DGBY
2014/10/20
WebSite:
http://www.naro.affrc.go.jp/org/nfri/english/Useful/yeast/index.html
HTTPS Site:
https://dbarchive.biosciencedbc.jp/data/dgby
This database compiles the transcriptomics and phenomics data about the stress tolerance of baker's yeast.
README Content
- Database Component
- Data Description
- License
- Update History
- Literature
- Contact address
1. Database Component
- README
- Experiments List
- Transcriptome data - Initial stage of dough fermentation
- Transcriptome data - High-sugar stressL
- Transcriptome data - Air-drying stress
- Phenome data - High-sugar stress
- Phenome data - Freeze-thaw stress
- Phenome data - Air-drying stresss
2. Data Description
2.1 README
Data name |
README |
Description of data contents |
HTML file to describe "DGBY" data. |
File |
README_e.html(English) |
2.2 Experiments list
Data name |
Experiments list |
Description of data contents |
Published experimental data
|
File |
dgby_main_en.zip (1KB) |
Data items are the following:
Data item |
Description |
Data file (Excel) |
Name of data file in Excel format |
Simple search |
Table in the simple search site |
Reference (PubMed) |
PubMed ID of reference |
2.3 Transcriptome data - Initial stage of dough fermentation
Data name |
Transcriptome data - Initial stage of dough fermentation
|
Description of data contents |
Gene expression profiles of baker's yeast during initial dough-fermentation were investigated using liquid fermentation (LF) media to obtain insights at the molecular level into rapid adaptation mechanisms of baker's yeast.

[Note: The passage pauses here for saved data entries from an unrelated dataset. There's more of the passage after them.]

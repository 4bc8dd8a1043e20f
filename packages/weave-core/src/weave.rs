use std::cmp::Ordering;
use std::collections::HashMap;

use serde::Serialize;

use crate::atom::Atom;
use crate::batch::{AddResult, AtomBatch, RejectionReason};
use crate::error::{Error, Result};
use crate::filter::{not_seen_by, AtomFilter};
use crate::ids::{sibling_order, AtomId};
use crate::traits::{AcceptAll, Validator};
use crate::version_vector::VersionVector;

/// The causal tree, stored as its linearization.
///
/// `atoms` is a depth-first pre-order walk of the tree where siblings appear in
/// [`sibling_order`] and roots are siblings of one another. Every atom's subtree is therefore
/// a contiguous run starting at the atom itself, and the sequence depends only on the set of
/// atoms present, never on the order they arrived in.
#[derive(Clone, Debug)]
pub struct Weave<O, V = AcceptAll> {
    atoms: Vec<Atom<O>>,
    index: HashMap<AtomId, usize>,
    validator: V,
}

impl<O> Weave<O, AcceptAll> {
    pub fn new() -> Self {
        Self::with_validator(AcceptAll)
    }
}

impl<O> Default for Weave<O, AcceptAll> {
    fn default() -> Self {
        Self::new()
    }
}

impl<O, V> Weave<O, V> {
    pub fn with_validator(validator: V) -> Self {
        Self {
            atoms: Vec::new(),
            index: HashMap::new(),
            validator,
        }
    }

    pub fn len(&self) -> usize {
        self.atoms.len()
    }

    pub fn is_empty(&self) -> bool {
        self.atoms.is_empty()
    }

    pub fn contains(&self, id: &AtomId) -> bool {
        self.index.contains_key(id)
    }

    pub fn get(&self, id: &AtomId) -> Option<&Atom<O>> {
        self.index.get(id).map(|&pos| &self.atoms[pos])
    }

    /// Position of `id` in the linearization.
    pub fn position(&self, id: &AtomId) -> Option<usize> {
        self.index.get(id).copied()
    }

    /// Atoms in linearized order.
    pub fn iter(&self) -> std::slice::Iter<'_, Atom<O>> {
        self.atoms.iter()
    }

    pub fn atoms(&self) -> &[Atom<O>] {
        &self.atoms
    }

    pub fn ids(&self) -> Vec<AtomId> {
        self.atoms.iter().map(|a| a.id).collect()
    }

    pub fn roots(&self) -> impl Iterator<Item = &Atom<O>> {
        self.atoms.iter().filter(|a| a.is_root())
    }

    /// Atoms accepted by `filter`, in linearized order.
    pub fn filter<'a, F>(&'a self, filter: &'a F) -> impl Iterator<Item = &'a Atom<O>> + 'a
    where
        F: AtomFilter<O>,
    {
        self.atoms.iter().filter(move |a| filter.accepts(a))
    }

    /// `id` followed by all of its descendants.
    pub fn subtree(&self, id: &AtomId) -> Option<&[Atom<O>]> {
        let start = self.position(id)?;
        let end = self.subtree_end(start);
        Some(&self.atoms[start..end])
    }

    /// Direct children of `id`, in sibling order.
    pub fn children(&self, id: &AtomId) -> Vec<&Atom<O>> {
        self.subtree(id)
            .map(|run| run.iter().filter(|a| a.cause == Some(*id)).collect())
            .unwrap_or_default()
    }

    /// One past the last position of the subtree rooted at `start`.
    fn subtree_end(&self, start: usize) -> usize {
        let mut end = start + 1;
        while end < self.atoms.len() && self.descends_from(&self.atoms[end], Some(start)) {
            end += 1;
        }
        end
    }

    /// Whether `atom`, found while scanning forward from `ancestor`, is still inside the
    /// ancestor's subtree. Only valid for contiguous scans starting right after `ancestor`.
    fn descends_from(&self, atom: &Atom<O>, ancestor: Option<usize>) -> bool {
        match ancestor {
            // every atom descends from the virtual root
            None => true,
            Some(start) => atom
                .cause
                .and_then(|cause| self.index.get(&cause))
                .is_some_and(|&cause_pos| cause_pos >= start),
        }
    }

    /// Where an atom with the given cause belongs among the cause's existing children.
    fn insertion_slot(&self, id: &AtomId, cause: Option<AtomId>, cause_pos: Option<usize>) -> usize {
        let start = cause_pos.map_or(0, |p| p + 1);
        for (pos, existing) in self.atoms.iter().enumerate().skip(start) {
            if existing.cause == cause {
                if sibling_order(id, &existing.id) == Ordering::Less {
                    return pos;
                }
                // the sibling and its subtree stay ahead of us
                continue;
            }
            if !self.descends_from(existing, cause_pos) {
                return pos;
            }
        }
        self.atoms.len()
    }

    fn reindex_from(&mut self, start: usize) {
        for (pos, atom) in self.atoms.iter().enumerate().skip(start) {
            self.index.insert(atom.id, pos);
        }
    }

    /// Recompute the linearization from scratch (children sorted, depth-first) and compare.
    ///
    /// Also checks that the index matches and that every cause precedes its effects. Intended
    /// for tests, debugging, and snapshot loading.
    pub fn validate_invariants(&self) -> Result<()> {
        if self.index.len() != self.atoms.len() {
            return Err(Error::CorruptSnapshot("index size does not match atoms".into()));
        }
        for (pos, atom) in self.atoms.iter().enumerate() {
            if self.index.get(&atom.id) != Some(&pos) {
                return Err(Error::CorruptSnapshot(format!("index out of date for {}", atom.id)));
            }
            if let Some(cause) = &atom.cause {
                match self.index.get(cause) {
                    Some(&cause_pos) if cause_pos < pos => {}
                    _ => {
                        return Err(Error::CorruptSnapshot(format!(
                            "cause {cause} does not precede {}",
                            atom.id
                        )))
                    }
                }
            }
        }

        let mut children: HashMap<Option<AtomId>, Vec<AtomId>> = HashMap::new();
        for atom in &self.atoms {
            children.entry(atom.cause).or_default().push(atom.id);
        }
        for siblings in children.values_mut() {
            siblings.sort_by(sibling_order);
        }

        let mut expected = Vec::with_capacity(self.atoms.len());
        let mut stack: Vec<AtomId> = children
            .get(&None)
            .map(|roots| roots.iter().rev().copied().collect())
            .unwrap_or_default();
        while let Some(id) = stack.pop() {
            expected.push(id);
            if let Some(kids) = children.get(&Some(id)) {
                stack.extend(kids.iter().rev().copied());
            }
        }

        if expected != self.ids() {
            return Err(Error::CorruptSnapshot("linearization is not canonical".into()));
        }
        Ok(())
    }
}

impl<O, V> Weave<O, V>
where
    O: Clone,
    V: Validator<O>,
{
    /// Attempt to add one atom.
    ///
    /// Rejections are returned as data; only a malformed atom produces an `Err`.
    pub fn insert(&mut self, atom: Atom<O>) -> Result<AddResult<O>> {
        atom.validate()?;

        if self.index.contains_key(&atom.id) {
            return Ok(AddResult::rejected(atom, RejectionReason::DuplicateAtom));
        }

        let cause_pos = match &atom.cause {
            None => None,
            Some(cause) => match self.index.get(cause) {
                Some(&pos) => Some(pos),
                None => return Ok(AddResult::rejected(atom, RejectionReason::CauseNotFound)),
            },
        };

        let cause_atom = cause_pos.map(|pos| &self.atoms[pos]);
        if !self.validator.validate(&atom, cause_atom) {
            return Ok(AddResult::rejected(atom, RejectionReason::InvalidOperation));
        }

        let slot = self.insertion_slot(&atom.id, atom.cause, cause_pos);
        self.atoms.insert(slot, atom.clone());
        self.reindex_from(slot);
        Ok(AddResult::Added(atom))
    }

    /// Insert each atom in order. Atoms whose cause is missing are reported, not retried, and a
    /// malformed atom is recorded in `failed` without stopping the rest of the batch.
    pub fn insert_batch(&mut self, atoms: impl IntoIterator<Item = Atom<O>>) -> AtomBatch<O> {
        let mut batch = AtomBatch::new();
        for atom in atoms {
            let id = atom.id;
            batch.record(id, self.insert(atom));
        }
        batch
    }

    /// Owned copies of the atoms `filter` accepts, in linearized order.
    pub fn delta<F: AtomFilter<O>>(&self, filter: &F) -> Vec<Atom<O>> {
        self.filter(filter).cloned().collect()
    }

    /// Atoms a peer with version vector `peer` has not seen, in linearized order.
    pub fn delta_for(&self, peer: &VersionVector) -> Vec<Atom<O>> {
        self.delta(&not_seen_by(peer))
    }
}

impl<O, V> Weave<O, V>
where
    O: Clone + Serialize,
    V: Validator<O>,
{
    /// Insert an atom only if its content matches the digest declared by the sender.
    pub fn insert_hashed(&mut self, atom: Atom<O>, declared_hash: &str) -> Result<AddResult<O>> {
        atom.validate()?;
        if atom.content_hash()? != declared_hash {
            return Ok(AddResult::rejected(atom, RejectionReason::ChecksumMismatch));
        }
        self.insert(atom)
    }
}

impl<'a, O, V> IntoIterator for &'a Weave<O, V> {
    type Item = &'a Atom<O>;
    type IntoIter = std::slice::Iter<'a, Atom<O>>;

    fn into_iter(self) -> Self::IntoIter {
        self.atoms.iter()
    }
}
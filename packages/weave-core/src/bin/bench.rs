use std::env;
use std::fs;
use std::hint::black_box;
use std::path::PathBuf;
use std::time::Instant;

use weave_core::{Atom, AtomId, SiteId, StateStore, VersionVector};

#[derive(serde::Serialize)]
#[serde(rename_all = "camelCase")]
struct Output {
    implementation: &'static str,
    storage: &'static str,
    workload: String,
    timestamp: String,
    name: String,
    total_ops: u64,
    duration_ms: f64,
    ops_per_sec: f64,
    extra: Extra,
    source_file: Option<String>,
}

#[derive(serde::Serialize)]
#[serde(rename_all = "camelCase")]
struct Extra {
    count: u64,
    sites: u32,
}

const SITES: u32 = 4;

/// Each site types `count / SITES` characters as a chain under a shared root, then every site's
/// chain is merged into a fresh replica in reverse delivery order.
fn run(count: u64) -> Result<u64, weave_core::Error> {
    let root = AtomId::new(SiteId(0), 0);
    let mut writers: Vec<StateStore<u64>> = (1..=SITES).map(|s| StateStore::new(SiteId(s))).collect();
    for writer in &mut writers {
        writer.apply_remote(vec![Atom::root(root, 0)]);
        let mut last = root;
        for i in 0..count / SITES as u64 {
            last = writer.mint(Some(last), i)?.atom().id;
        }
    }

    let mut reader: StateStore<u64> = StateStore::new(SiteId(SITES + 1));
    let mut ops = 0;
    for writer in writers.iter().rev() {
        for batch in writer.export_delta(reader.vector()) {
            ops += reader.apply_remote(batch.added).added.len() as u64;
        }
    }
    black_box(reader.export_delta(&VersionVector::new()));
    Ok(ops)
}

fn main() -> Result<(), Box<dyn std::error::Error>> {
    let mut count: u64 = 1_000;
    let mut out_file: Option<PathBuf> = None;
    for arg in env::args().skip(1) {
        if let Some(val) = arg.strip_prefix("--count=") {
            count = val.parse().unwrap_or(count);
        } else if let Some(val) = arg.strip_prefix("--out=") {
            out_file = Some(PathBuf::from(val));
        }
    }

    let start = Instant::now();
    let total_ops = run(count)?;
    let duration_ms = start.elapsed().as_secs_f64() * 1000.0;

    let workload = format!("type-merge-{}", count);
    let output = Output {
        implementation: "weave-core",
        storage: "memory",
        workload: workload.clone(),
        timestamp: chrono::Utc::now().to_rfc3339(),
        name: workload,
        total_ops,
        duration_ms,
        ops_per_sec: if duration_ms > 0.0 {
            total_ops as f64 / duration_ms * 1000.0
        } else {
            f64::INFINITY
        },
        extra: Extra {
            count,
            sites: SITES,
        },
        source_file: out_file.as_ref().map(|p| p.display().to_string()),
    };

    let json = serde_json::to_string_pretty(&output)?;
    if let Some(path) = out_file {
        if let Some(parent) = path.parent() {
            fs::create_dir_all(parent)?;
        }
        fs::write(&path, &json)?;
    }
    println!("{}", json);
    Ok(())
}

Results showed the onset of fermentation caused drastic changes in gene expression profiles within 15 min. Genes involved in the tricarboxylic acid (TCA) cycle were downregulated and genes involved in glycolysis were upregulated, indicating a metabolic shift from respiration to fermentation.
Genes involved in ethanol production (PDC genes and ADH1), in glycerol synthesis (GPD1 and HOR2), and in low-affinity hexose transporters (HXT1 and HXT3) were upregulated at the beginning of model dough-fermentation. Among genes upregulated at 15 min, several genes classified as transcription were downregulated within 30 min.
These down-regulated genes are involved in messenger RNA splicing and ribosomal protein biogenesis and in transcriptional regulator (SRB8, MIG1). In contrast, genes involved in amino acid metabolism and in vitamin metabolism, such as arginine biosynthesis, riboflavin biosynthesis, and thiamin biosynthesis, were subsequently upregulated after 30 min.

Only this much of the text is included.